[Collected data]
........
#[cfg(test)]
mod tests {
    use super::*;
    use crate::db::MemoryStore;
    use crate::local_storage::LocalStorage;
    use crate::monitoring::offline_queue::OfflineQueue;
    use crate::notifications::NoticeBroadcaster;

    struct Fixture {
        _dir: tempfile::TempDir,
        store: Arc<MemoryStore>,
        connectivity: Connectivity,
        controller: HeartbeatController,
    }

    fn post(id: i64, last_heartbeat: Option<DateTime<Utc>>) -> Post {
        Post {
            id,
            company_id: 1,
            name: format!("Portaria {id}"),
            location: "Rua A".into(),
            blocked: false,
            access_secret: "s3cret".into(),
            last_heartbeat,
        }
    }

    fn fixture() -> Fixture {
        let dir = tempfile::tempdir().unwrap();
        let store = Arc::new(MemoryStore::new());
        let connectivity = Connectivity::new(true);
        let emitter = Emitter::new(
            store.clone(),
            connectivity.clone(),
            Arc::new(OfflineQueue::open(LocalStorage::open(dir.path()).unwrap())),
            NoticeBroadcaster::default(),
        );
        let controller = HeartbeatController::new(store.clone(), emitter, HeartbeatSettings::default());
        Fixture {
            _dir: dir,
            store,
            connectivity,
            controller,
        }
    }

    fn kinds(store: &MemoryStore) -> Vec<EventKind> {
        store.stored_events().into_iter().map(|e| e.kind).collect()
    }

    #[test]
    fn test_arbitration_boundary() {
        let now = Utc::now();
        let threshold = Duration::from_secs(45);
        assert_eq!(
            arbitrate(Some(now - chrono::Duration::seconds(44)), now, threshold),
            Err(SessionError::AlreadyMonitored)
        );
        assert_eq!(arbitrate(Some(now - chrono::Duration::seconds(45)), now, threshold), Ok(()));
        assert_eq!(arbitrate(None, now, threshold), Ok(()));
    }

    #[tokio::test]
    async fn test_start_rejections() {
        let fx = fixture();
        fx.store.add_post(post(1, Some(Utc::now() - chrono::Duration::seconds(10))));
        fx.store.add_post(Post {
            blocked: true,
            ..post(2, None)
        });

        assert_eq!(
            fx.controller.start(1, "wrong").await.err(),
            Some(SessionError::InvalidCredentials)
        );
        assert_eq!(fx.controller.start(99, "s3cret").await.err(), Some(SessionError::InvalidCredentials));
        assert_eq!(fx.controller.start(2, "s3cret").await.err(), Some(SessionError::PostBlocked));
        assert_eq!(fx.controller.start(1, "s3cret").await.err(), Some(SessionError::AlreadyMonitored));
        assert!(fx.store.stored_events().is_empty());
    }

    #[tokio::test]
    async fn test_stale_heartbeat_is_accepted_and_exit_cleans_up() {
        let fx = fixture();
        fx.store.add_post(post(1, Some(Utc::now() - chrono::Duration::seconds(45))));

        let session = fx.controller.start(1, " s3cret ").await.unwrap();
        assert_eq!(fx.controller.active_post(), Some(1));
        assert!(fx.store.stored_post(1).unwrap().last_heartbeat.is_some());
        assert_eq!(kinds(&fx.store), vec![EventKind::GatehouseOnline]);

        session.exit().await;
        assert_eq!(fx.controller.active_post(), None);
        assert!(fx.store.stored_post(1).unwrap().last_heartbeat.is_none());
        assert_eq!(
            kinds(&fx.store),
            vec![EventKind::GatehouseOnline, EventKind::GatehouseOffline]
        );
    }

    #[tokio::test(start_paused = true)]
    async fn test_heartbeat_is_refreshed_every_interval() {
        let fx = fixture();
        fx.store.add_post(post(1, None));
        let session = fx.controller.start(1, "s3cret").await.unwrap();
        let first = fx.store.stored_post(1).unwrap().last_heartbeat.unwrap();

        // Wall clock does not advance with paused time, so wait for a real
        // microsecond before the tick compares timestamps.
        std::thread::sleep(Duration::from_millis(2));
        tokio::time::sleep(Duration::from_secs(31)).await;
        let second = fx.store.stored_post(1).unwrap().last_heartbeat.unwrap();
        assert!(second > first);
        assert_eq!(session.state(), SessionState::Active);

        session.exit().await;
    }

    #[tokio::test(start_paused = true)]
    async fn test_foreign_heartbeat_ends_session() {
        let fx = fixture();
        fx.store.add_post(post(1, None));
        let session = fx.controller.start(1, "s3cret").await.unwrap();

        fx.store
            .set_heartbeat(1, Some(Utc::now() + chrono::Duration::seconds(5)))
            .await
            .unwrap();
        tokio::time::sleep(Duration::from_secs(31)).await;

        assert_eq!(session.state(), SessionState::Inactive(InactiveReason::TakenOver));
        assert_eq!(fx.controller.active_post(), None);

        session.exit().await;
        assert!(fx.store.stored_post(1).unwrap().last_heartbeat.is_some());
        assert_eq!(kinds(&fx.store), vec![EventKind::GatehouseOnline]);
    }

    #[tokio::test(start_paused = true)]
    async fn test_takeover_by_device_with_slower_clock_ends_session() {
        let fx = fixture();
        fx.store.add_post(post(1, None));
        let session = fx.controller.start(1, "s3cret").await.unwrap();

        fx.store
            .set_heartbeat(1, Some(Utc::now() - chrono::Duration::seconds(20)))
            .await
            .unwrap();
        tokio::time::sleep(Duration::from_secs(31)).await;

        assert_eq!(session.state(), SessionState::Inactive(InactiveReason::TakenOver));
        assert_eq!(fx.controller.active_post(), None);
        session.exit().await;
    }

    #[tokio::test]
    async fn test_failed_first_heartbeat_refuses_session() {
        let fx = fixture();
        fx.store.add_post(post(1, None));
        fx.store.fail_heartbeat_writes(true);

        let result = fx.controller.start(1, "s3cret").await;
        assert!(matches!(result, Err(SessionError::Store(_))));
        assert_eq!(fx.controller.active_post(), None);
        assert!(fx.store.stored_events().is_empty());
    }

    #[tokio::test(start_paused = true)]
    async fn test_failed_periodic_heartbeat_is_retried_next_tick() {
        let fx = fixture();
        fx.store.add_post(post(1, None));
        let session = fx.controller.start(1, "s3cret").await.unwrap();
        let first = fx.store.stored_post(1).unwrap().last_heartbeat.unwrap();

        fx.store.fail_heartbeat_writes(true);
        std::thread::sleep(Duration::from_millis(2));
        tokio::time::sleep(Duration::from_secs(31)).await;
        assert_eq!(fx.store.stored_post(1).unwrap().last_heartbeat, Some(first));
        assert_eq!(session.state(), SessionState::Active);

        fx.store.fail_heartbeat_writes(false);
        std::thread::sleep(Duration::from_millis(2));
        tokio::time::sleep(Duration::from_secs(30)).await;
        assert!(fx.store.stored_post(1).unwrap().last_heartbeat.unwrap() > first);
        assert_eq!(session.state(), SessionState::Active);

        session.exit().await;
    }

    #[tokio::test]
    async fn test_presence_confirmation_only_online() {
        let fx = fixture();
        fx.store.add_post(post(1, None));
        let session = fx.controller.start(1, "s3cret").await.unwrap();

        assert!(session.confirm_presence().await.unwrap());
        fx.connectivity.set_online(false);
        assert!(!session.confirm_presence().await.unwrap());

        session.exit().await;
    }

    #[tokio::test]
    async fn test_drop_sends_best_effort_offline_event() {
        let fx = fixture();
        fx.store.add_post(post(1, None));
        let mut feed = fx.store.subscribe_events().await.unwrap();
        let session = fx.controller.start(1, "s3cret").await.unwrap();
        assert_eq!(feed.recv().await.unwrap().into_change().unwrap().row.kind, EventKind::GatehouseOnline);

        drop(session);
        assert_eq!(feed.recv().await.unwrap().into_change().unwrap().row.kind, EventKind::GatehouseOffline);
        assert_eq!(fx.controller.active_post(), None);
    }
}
........
◆ YOUR OBJECTIVE
Only lines containing the word "seconds" matter here: count them in the entries and give the number, nothing else.

◆ RESPONSE AREA
6